Problem requirements. Below are some records. Print exactly the lines between the one holding "there are no" and the one holding "background timers and", inclusive, and nothing else.

########

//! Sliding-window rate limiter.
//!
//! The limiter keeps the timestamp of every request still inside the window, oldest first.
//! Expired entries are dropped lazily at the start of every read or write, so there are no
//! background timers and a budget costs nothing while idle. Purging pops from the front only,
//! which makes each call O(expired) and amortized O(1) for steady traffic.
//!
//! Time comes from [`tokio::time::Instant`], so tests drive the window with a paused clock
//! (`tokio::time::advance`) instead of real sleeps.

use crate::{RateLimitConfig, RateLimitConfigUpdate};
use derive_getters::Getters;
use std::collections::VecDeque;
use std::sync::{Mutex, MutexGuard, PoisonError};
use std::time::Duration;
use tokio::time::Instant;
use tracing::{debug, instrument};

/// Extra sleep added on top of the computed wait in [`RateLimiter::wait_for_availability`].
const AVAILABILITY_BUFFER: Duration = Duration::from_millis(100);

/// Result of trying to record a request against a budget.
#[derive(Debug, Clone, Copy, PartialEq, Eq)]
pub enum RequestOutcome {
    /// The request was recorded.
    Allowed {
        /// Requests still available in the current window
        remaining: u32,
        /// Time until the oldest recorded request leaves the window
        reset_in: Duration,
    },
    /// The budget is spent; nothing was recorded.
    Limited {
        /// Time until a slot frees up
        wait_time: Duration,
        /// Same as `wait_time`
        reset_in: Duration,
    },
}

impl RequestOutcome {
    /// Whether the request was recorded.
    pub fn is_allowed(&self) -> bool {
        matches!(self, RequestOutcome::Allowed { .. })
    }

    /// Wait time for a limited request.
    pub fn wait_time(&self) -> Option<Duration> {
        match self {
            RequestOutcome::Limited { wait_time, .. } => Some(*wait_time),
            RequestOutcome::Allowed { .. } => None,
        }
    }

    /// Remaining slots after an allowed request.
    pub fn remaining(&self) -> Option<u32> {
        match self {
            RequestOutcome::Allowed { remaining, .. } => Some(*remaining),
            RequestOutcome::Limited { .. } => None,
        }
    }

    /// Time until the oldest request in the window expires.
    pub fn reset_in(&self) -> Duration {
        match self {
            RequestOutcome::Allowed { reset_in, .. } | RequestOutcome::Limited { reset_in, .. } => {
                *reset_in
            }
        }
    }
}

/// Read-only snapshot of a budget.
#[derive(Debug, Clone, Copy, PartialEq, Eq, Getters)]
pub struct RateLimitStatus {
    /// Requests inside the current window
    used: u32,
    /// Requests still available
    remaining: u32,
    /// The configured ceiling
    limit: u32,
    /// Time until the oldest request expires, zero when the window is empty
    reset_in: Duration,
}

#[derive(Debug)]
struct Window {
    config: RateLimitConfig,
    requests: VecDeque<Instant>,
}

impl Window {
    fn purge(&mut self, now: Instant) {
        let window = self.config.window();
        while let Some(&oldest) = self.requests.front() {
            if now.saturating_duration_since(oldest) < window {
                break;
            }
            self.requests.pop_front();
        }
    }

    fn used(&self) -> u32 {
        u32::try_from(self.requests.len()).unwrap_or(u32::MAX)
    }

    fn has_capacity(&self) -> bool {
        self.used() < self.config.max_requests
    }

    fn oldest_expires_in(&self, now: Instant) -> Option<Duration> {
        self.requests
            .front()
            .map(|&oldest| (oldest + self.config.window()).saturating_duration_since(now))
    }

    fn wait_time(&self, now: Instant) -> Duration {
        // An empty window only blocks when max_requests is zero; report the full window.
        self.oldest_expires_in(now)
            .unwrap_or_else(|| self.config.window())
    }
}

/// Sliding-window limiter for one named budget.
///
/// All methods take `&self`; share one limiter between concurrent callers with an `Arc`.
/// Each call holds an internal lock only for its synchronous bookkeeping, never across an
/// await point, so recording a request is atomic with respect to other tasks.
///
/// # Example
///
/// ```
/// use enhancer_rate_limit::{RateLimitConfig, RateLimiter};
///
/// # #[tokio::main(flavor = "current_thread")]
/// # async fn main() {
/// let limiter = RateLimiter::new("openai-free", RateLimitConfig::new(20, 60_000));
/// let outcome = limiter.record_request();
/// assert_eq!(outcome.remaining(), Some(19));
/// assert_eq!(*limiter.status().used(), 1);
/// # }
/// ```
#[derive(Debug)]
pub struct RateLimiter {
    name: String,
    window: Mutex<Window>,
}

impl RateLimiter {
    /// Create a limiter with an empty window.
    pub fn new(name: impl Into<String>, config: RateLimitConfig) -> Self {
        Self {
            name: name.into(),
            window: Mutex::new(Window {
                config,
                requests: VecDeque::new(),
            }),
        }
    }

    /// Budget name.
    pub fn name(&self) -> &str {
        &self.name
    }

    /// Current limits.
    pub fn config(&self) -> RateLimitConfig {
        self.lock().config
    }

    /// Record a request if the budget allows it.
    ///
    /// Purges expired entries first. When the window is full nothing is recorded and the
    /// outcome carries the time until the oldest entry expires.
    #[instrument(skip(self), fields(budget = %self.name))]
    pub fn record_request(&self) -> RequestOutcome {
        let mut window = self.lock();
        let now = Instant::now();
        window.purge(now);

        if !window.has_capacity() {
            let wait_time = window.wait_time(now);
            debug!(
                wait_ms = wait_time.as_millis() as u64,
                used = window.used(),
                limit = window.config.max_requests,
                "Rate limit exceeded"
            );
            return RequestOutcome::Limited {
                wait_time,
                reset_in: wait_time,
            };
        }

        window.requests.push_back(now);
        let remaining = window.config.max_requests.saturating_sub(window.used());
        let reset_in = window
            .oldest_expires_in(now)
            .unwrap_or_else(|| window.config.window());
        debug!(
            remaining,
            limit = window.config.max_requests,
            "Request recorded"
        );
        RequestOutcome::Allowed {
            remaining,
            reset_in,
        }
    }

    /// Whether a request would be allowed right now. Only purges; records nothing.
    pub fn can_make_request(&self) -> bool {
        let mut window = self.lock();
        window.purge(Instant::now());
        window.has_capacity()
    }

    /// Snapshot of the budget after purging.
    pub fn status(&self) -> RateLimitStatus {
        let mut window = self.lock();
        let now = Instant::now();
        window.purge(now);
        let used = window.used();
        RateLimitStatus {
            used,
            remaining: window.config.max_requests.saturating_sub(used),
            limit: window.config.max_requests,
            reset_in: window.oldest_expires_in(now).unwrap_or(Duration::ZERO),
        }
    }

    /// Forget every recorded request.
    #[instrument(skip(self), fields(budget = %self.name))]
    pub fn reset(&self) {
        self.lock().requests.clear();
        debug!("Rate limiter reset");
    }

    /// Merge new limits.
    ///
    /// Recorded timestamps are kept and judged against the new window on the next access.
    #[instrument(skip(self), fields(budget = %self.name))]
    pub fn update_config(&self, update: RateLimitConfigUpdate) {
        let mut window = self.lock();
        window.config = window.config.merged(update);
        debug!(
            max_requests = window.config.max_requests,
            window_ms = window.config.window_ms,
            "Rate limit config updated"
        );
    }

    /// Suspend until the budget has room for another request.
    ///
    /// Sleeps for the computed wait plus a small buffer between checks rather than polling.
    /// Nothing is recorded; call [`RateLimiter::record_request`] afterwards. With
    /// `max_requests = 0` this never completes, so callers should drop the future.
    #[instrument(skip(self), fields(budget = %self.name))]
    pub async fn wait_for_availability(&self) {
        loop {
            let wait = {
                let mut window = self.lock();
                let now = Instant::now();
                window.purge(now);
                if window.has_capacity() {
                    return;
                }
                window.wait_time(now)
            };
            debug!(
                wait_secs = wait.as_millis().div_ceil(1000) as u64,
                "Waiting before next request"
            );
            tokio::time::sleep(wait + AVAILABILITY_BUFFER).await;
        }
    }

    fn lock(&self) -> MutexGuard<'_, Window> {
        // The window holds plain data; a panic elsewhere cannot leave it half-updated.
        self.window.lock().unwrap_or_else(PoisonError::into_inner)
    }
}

########

Answer section.
//! Expired entries are dropped lazily at the start of every read or write, so there are no
//! background timers and a budget costs nothing while idle. Purging pops from the front only,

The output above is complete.